Kedeyre Misskiy
A 450-year-old mosque built by a man called Ali Adafi Kaleyge. Ali Adafi Kaleyge, along with four others were the first to resettle in Fuvahmulah, after the island was deserted for a second time in their history after being forced to flee due to an epidemic that killed a large portion of the island’s population.
The mosque well is built in the middle of what used to be a rectangular bath made of limestone. The intricately carved stonework in this bath is one of the last remining mark of the exceptional talent of the islanders.

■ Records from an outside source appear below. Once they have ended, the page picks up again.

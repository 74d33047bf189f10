//! Ordered index of mask contributions.
//!
//! A skip list with backward links, keyed by perceptual frequency. Nodes live
//! in a pool sized once for the largest number of simultaneous tracks;
//! [`MaskIndex::reset`] rewinds the pool so the masking pass never allocates.
//!
//! The index keeps a cursor on the most recently inserted node. Neighbour
//! queries and removal act on that node, since the search path recorded
//! during insertion is exactly what removal needs.

use rand::RngCore;
use rand::rngs::StdRng;
use tracing::error;

use super::perceptual::MaskEntry;

/// Maximum number of forward levels of a node.
pub const MAX_LEVEL: usize = 32;

const HEAD: usize = 0;
const NIL: usize = 1;

#[derive(Debug, Clone, Copy)]
struct Node {
    entry: MaskEntry,
    /// Offset of the node's first forward link in `MaskIndex::links`.
    links: usize,
    level: usize,
    prev: usize,
}

/// Skip list of [`MaskEntry`] sorted by ascending Bark frequency.
#[derive(Debug)]
pub struct MaskIndex {
    nodes: Vec<Node>,
    links: Vec<usize>,
    capacity: usize,
    level: usize,
    update: [usize; MAX_LEVEL],
    cursor: Option<usize>,
    len: usize,
    rng: StdRng,
}

impl MaskIndex {
    /// Creates an index able to hold `capacity` insertions between resets.
    pub fn new(capacity: usize, rng: StdRng) -> Self {
        let mut nodes = Vec::with_capacity(capacity + 2);
        // Header with every level, then the NIL sentinel with none.
        nodes.push(Node {
            entry: MaskEntry::default(),
            links: 0,
            level: MAX_LEVEL,
            prev: HEAD,
        });
        nodes.push(Node {
            entry: MaskEntry::default(),
            links: MAX_LEVEL,
            level: 0,
            prev: HEAD,
        });

        let mut links = Vec::with_capacity((capacity + 1) * MAX_LEVEL);
        links.resize(MAX_LEVEL, NIL);

        Self {
            nodes,
            links,
            capacity,
            level: 1,
            update: [HEAD; MAX_LEVEL],
            cursor: None,
            len: 0,
            rng,
        }
    }

    /// Empties the index and rewinds the node pool.
    pub fn reset(&mut self) {
        self.nodes.truncate(2);
        self.links.truncate(MAX_LEVEL);
        self.links.fill(NIL);
        self.nodes[NIL].prev = HEAD;
        self.update = [HEAD; MAX_LEVEL];
        self.level = 1;
        self.cursor = None;
        self.len = 0;
    }

    /// Inserts `entry` and makes it the cursor.
    ///
    /// An entry with the same key as existing ones goes before them.
    ///
    /// # Panics
    ///
    /// Panics when more than `capacity` entries were inserted since the last
    /// reset.
    pub fn insert(&mut self, entry: MaskEntry) {
        if self.nodes.len() - 2 >= self.capacity {
            error!(capacity = self.capacity, "mask node pool exhausted");
            panic!("mask node pool exhausted ({} nodes)", self.capacity);
        }

        let mut x = HEAD;
        for i in (0..self.level).rev() {
            loop {
                let next = self.forward(x, i);
                if next != NIL && entry.bark > self.nodes[next].entry.bark {
                    x = next;
                } else {
                    break;
                }
            }
            self.update[i] = x;
        }

        let level = self.random_level();
        if level > self.level {
            for slot in &mut self.update[self.level..level] {
                *slot = HEAD;
            }
            self.level = level;
        }

        let id = self.nodes.len();
        let offset = self.links.len();
        for i in 0..level {
            let pred = self.update[i];
            let next = self.forward(pred, i);
            self.links.push(next);
            self.set_forward(pred, i, id);
        }

        let prev = self.update[0];
        let next = self.links[offset];
        self.nodes.push(Node {
            entry,
            links: offset,
            level,
            prev,
        });
        self.nodes[next].prev = id;

        self.cursor = Some(id);
        self.len += 1;
    }

    /// Entry just below the cursor.
    pub fn predecessor(&self) -> Option<&MaskEntry> {
        let prev = self.nodes[self.cursor?].prev;
        (prev != HEAD).then(|| &self.nodes[prev].entry)
    }

    /// Entry just above the cursor.
    pub fn successor(&self) -> Option<&MaskEntry> {
        let next = self.forward(self.cursor?, 0);
        (next != NIL).then(|| &self.nodes[next].entry)
    }

    /// Unlinks the cursor entry. Its pool slot is only reclaimed by `reset`.
    pub fn remove_current(&mut self) -> Option<MaskEntry> {
        let x = self.cursor.take()?;

        for i in 0..self.level {
            let pred = self.update[i];
            if self.forward(pred, i) != x {
                break;
            }
            let next = self.forward(x, i);
            self.set_forward(pred, i, next);
        }

        let next = self.forward(x, 0);
        self.nodes[next].prev = self.nodes[x].prev;

        while self.level > 1 && self.forward(HEAD, self.level - 1) == NIL {
            self.level -= 1;
        }

        self.len -= 1;
        Some(self.nodes[x].entry)
    }

    /// Number of entries currently linked.
    pub fn len(&self) -> usize {
        self.len
    }

    pub fn is_empty(&self) -> bool {
        self.len == 0
    }

    pub fn capacity(&self) -> usize {
        self.capacity
    }

    /// Entries in ascending order.
    pub fn iter(&self) -> impl Iterator<Item = &MaskEntry> + '_ {
        let mut x = self.forward(HEAD, 0);
        std::iter::from_fn(move || {
            if x == NIL {
                return None;
            }
            let node = &self.nodes[x];
            x = self.links[node.links];
            Some(&node.entry)
        })
    }

    #[inline]
    fn forward(&self, node: usize, level: usize) -> usize {
        debug_assert!(level < self.nodes[node].level);
        self.links[self.nodes[node].links + level]
    }

    #[inline]
    fn set_forward(&mut self, node: usize, level: usize, to: usize) {
        let offset = self.nodes[node].links + level;
        self.links[offset] = to;
    }

    /// Geometric level with p = 1/2.
    fn random_level(&mut self) -> usize {
        let bits = self.rng.next_u64();
        (bits.trailing_zeros() as usize + 1).min(MAX_LEVEL)
    }
}

#[cfg(test)]
mod tests {
    use super::*;
    use rand::SeedableRng;

    fn index(capacity: usize) -> MaskIndex {
        MaskIndex::new(capacity, StdRng::seed_from_u64(42))
    }

    fn entry(bark: f64) -> MaskEntry {
        MaskEntry {
            bark,
            min_db: -20.0,
            max_db: -10.0,
        }
    }

    fn keys(index: &MaskIndex) -> Vec<f64> {
        index.iter().map(|e| e.bark).collect()
    }

    #[test]
    fn test_insert_keeps_order() {
        let mut idx = index(16);
        for bark in [5.0, 1.0, 9.0, 3.0, 7.0] {
            idx.insert(entry(bark));
        }
        assert_eq!(keys(&idx), vec![1.0, 3.0, 5.0, 7.0, 9.0]);
        assert_eq!(idx.len(), 5);
    }

    #[test]
    fn test_neighbours_of_cursor() {
        let mut idx = index(16);
        idx.insert(entry(2.0));
        assert!(idx.predecessor().is_none());
        assert!(idx.successor().is_none());

        idx.insert(entry(8.0));
        idx.insert(entry(5.0));
        assert_eq!(idx.predecessor().map(|e| e.bark), Some(2.0));
        assert_eq!(idx.successor().map(|e| e.bark), Some(8.0));

        idx.insert(entry(1.0));
        assert!(idx.predecessor().is_none());
        assert_eq!(idx.successor().map(|e| e.bark), Some(2.0));
    }

    #[test]
    fn test_equal_keys_insert_before() {
        let mut idx = index(16);
        idx.insert(MaskEntry {
            bark: 4.0,
            min_db: -1.0,
            max_db: -1.0,
        });
        idx.insert(MaskEntry {
            bark: 4.0,
            min_db: -2.0,
            max_db: -2.0,
        });
        // The newer entry sits first, so the older one is its successor.
        assert!(idx.predecessor().is_none());
        assert_eq!(idx.successor().map(|e| e.min_db), Some(-1.0));
        let order: Vec<f64> = idx.iter().map(|e| e.min_db).collect();
        assert_eq!(order, vec![-2.0, -1.0]);
    }

    #[test]
    fn test_remove_current() {
        let mut idx = index(16);
        for bark in [1.0, 2.0, 3.0] {
            idx.insert(entry(bark));
        }
        idx.insert(entry(2.5));
        let removed = idx.remove_current().unwrap();
        assert_eq!(removed.bark, 2.5);
        assert_eq!(keys(&idx), vec![1.0, 2.0, 3.0]);
        assert!(idx.remove_current().is_none());

        // Backward links survive removal.
        idx.insert(entry(2.7));
        assert_eq!(idx.predecessor().map(|e| e.bark), Some(2.0));
        assert_eq!(idx.successor().map(|e| e.bark), Some(3.0));
    }

    #[test]
    fn test_remove_extremes() {
        let mut idx = index(16);
        idx.insert(entry(5.0));
        idx.insert(entry(10.0));
        idx.remove_current();
        idx.insert(entry(0.5));
        idx.remove_current();
        assert_eq!(keys(&idx), vec![5.0]);
        idx.insert(entry(7.0));
        assert_eq!(idx.predecessor().map(|e| e.bark), Some(5.0));
        assert!(idx.successor().is_none());
    }

    #[test]
    fn test_reset_rewinds_pool() {
        let mut idx = index(4);
        for round in 0..10 {
            idx.reset();
            assert!(idx.is_empty());
            for k in 0..4 {
                idx.insert(entry((round * 4 + k) as f64));
            }
            assert_eq!(idx.len(), 4);
        }
    }

    #[test]
    fn test_many_entries_sorted() {
        let mut idx = index(1000);
        let mut rng = StdRng::seed_from_u64(7);
        for _ in 0..1000 {
            let bark = (rng.next_u32() % 2700) as f64 / 100.0;
            idx.insert(entry(bark));
        }
        let k = keys(&idx);
        assert_eq!(k.len(), 1000);
        assert!(k.windows(2).all(|w| w[0] <= w[1]));
    }

    #[test]
    #[should_panic(expected = "mask node pool exhausted")]
    fn test_pool_exhaustion_is_fatal() {
        let mut idx = index(2);
        idx.insert(entry(1.0));
        idx.remove_current();
        idx.insert(entry(2.0));
        idx.insert(entry(3.0));
    }
}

In the 1980’s, Norwegian ethnographer Thor Heyerdahl excavated the Kedeyre area and unearthed the previously half buried bath. The bath has a megalithic stairway descending from the east wall. Large, hard limestone from the island bedrock was used to build the structure. It had been cut as straight and smooth as a panel of glass with a precision that belied both its size and toughness of material.

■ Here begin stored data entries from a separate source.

/// Non-owning reference to a partial: `(source slot, partial index)`.
#[derive(Debug, Clone, Copy, PartialEq, Eq, Hash)]
pub struct TrackRef {
    pub source: usize,
    pub partial: usize,
}

/// Fixed-capacity table of the partials currently being synthesized.
///
/// Closing a track leaves a gap; [`compact`](TrackTable::compact) closes the
/// gaps once per block while preserving order. A secondary list holds the
/// audible tracks sorted by decreasing amplitude; the primary table is never
/// reordered, so the back-links held by partials stay meaningful.
#[derive(Debug)]
pub struct TrackTable {
    slots: Vec<Option<TrackRef>>,
    audible: Vec<(TrackRef, f64)>,
    capacity: usize,
}

impl TrackTable {
    pub fn new(capacity: usize) -> Self {
        Self {
            slots: Vec::with_capacity(capacity),
            audible: Vec::with_capacity(capacity),
            capacity,
        }
    }

    pub fn capacity(&self) -> usize {
        self.capacity
    }

    /// Occupied slots, gaps included.
    pub fn len(&self) -> usize {
        self.slots.len()
    }

    pub fn is_empty(&self) -> bool {
        self.slots.is_empty()
    }

    /// Appends a track and returns its slot, or `None` when full.
    pub fn push(&mut self, track: TrackRef) -> Option<usize> {
        if self.slots.len() >= self.capacity {
            return None;
        }
        self.slots.push(Some(track));
        Some(self.slots.len() - 1)
    }

    /// Leaves a gap at `slot`.
    pub fn close(&mut self, slot: usize) {
        if let Some(entry) = self.slots.get_mut(slot) {
            *entry = None;
        }
    }

    #[cfg(test)]
    pub(crate) fn get(&self, slot: usize) -> Option<TrackRef> {
        self.slots.get(slot).copied().flatten()
    }

    /// Removes the gaps, preserving order, and reports each surviving
    /// track's new slot through `relink`. Returns the number of gaps closed.
    pub fn compact<F>(&mut self, mut relink: F) -> usize
    where
        F: FnMut(TrackRef, usize),
    {
        let mut write = 0;
        for read in 0..self.slots.len() {
            if let Some(track) = self.slots[read] {
                self.slots[write] = Some(track);
                relink(track, write);
                write += 1;
            }
        }
        let closed = self.slots.len() - write;
        self.slots.truncate(write);
        closed
    }

    /// Rebuilds the audible list from the tracks whose amplitude is positive,
    /// loudest first.
    pub fn collect_audible<F>(&mut self, amplitude: F)
    where
        F: Fn(TrackRef) -> f64,
    {
        self.audible.clear();
        for track in self.slots.iter().flatten() {
            let a = amplitude(*track);
            if a > 0.0 {
                self.audible.push((*track, a));
            }
        }
        self.audible.sort_unstable_by(|x, y| y.1.total_cmp(&x.1));
    }

    /// Audible tracks by decreasing amplitude.
    pub fn audible(&self) -> &[(TrackRef, f64)] {
        &self.audible
    }

    /// Tracks in table order, skipping gaps.
    pub fn iter(&self) -> impl Iterator<Item = TrackRef> + '_ {
        self.slots.iter().flatten().copied()
    }

    pub fn clear(&mut self) {
        self.slots.clear();
        self.audible.clear();
    }
}

#[cfg(test)]
mod tests {
    use super::*;

    fn track(partial: usize) -> TrackRef {
        TrackRef { source: 0, partial }
    }

    #[test]
    fn test_push_until_full() {
        let mut table = TrackTable::new(2);
        assert_eq!(table.push(track(0)), Some(0));
        assert_eq!(table.push(track(1)), Some(1));
        assert_eq!(table.push(track(2)), None);
        // Gaps still count until compaction.
        table.close(0);
        assert_eq!(table.push(track(2)), None);
        table.compact(|_, _| {});
        assert_eq!(table.push(track(2)), Some(1));
    }

    #[test]
    fn test_compact_preserves_order_and_relinks() {
        let mut table = TrackTable::new(8);
        for p in 0..6 {
            table.push(track(p));
        }
        table.close(1);
        table.close(4);

        let mut links = Vec::new();
        let closed = table.compact(|t, slot| links.push((t.partial, slot)));
        assert_eq!(closed, 2);
        assert_eq!(links, vec![(0, 0), (2, 1), (3, 2), (5, 3)]);
        let order: Vec<usize> = table.iter().map(|t| t.partial).collect();
        assert_eq!(order, vec![0, 2, 3, 5]);
        for (slot, t) in table.iter().enumerate() {
            assert_eq!(table.get(slot), Some(t));
        }
    }

    #[test]
    fn test_audible_sorted_descending() {
        let mut table = TrackTable::new(8);
        for p in 0..5 {
            table.push(track(p));
        }
        let amps = [0.1, 0.0, 0.5, 0.3, 0.2];
        table.collect_audible(|t| amps[t.partial]);
        let order: Vec<usize> = table.audible().iter().map(|(t, _)| t.partial).collect();
        assert_eq!(order, vec![2, 3, 4, 0]);
        // The primary table keeps insertion order.
        let primary: Vec<usize> = table.iter().map(|t| t.partial).collect();
        assert_eq!(primary, vec![0, 1, 2, 3, 4]);
    }
}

According to Heyedharl, the people who designed these walls followed an important aesthetic or magico-religious tradition known only to a few restricted pre-European civilizations. The architecture and specialized masonry techniques used in the bath and other epic structures found in Fuvahmulah is a lead that could connect Maldives to some of the great seafaring civilizations that had roamed the high seas centuries before European maritime history began.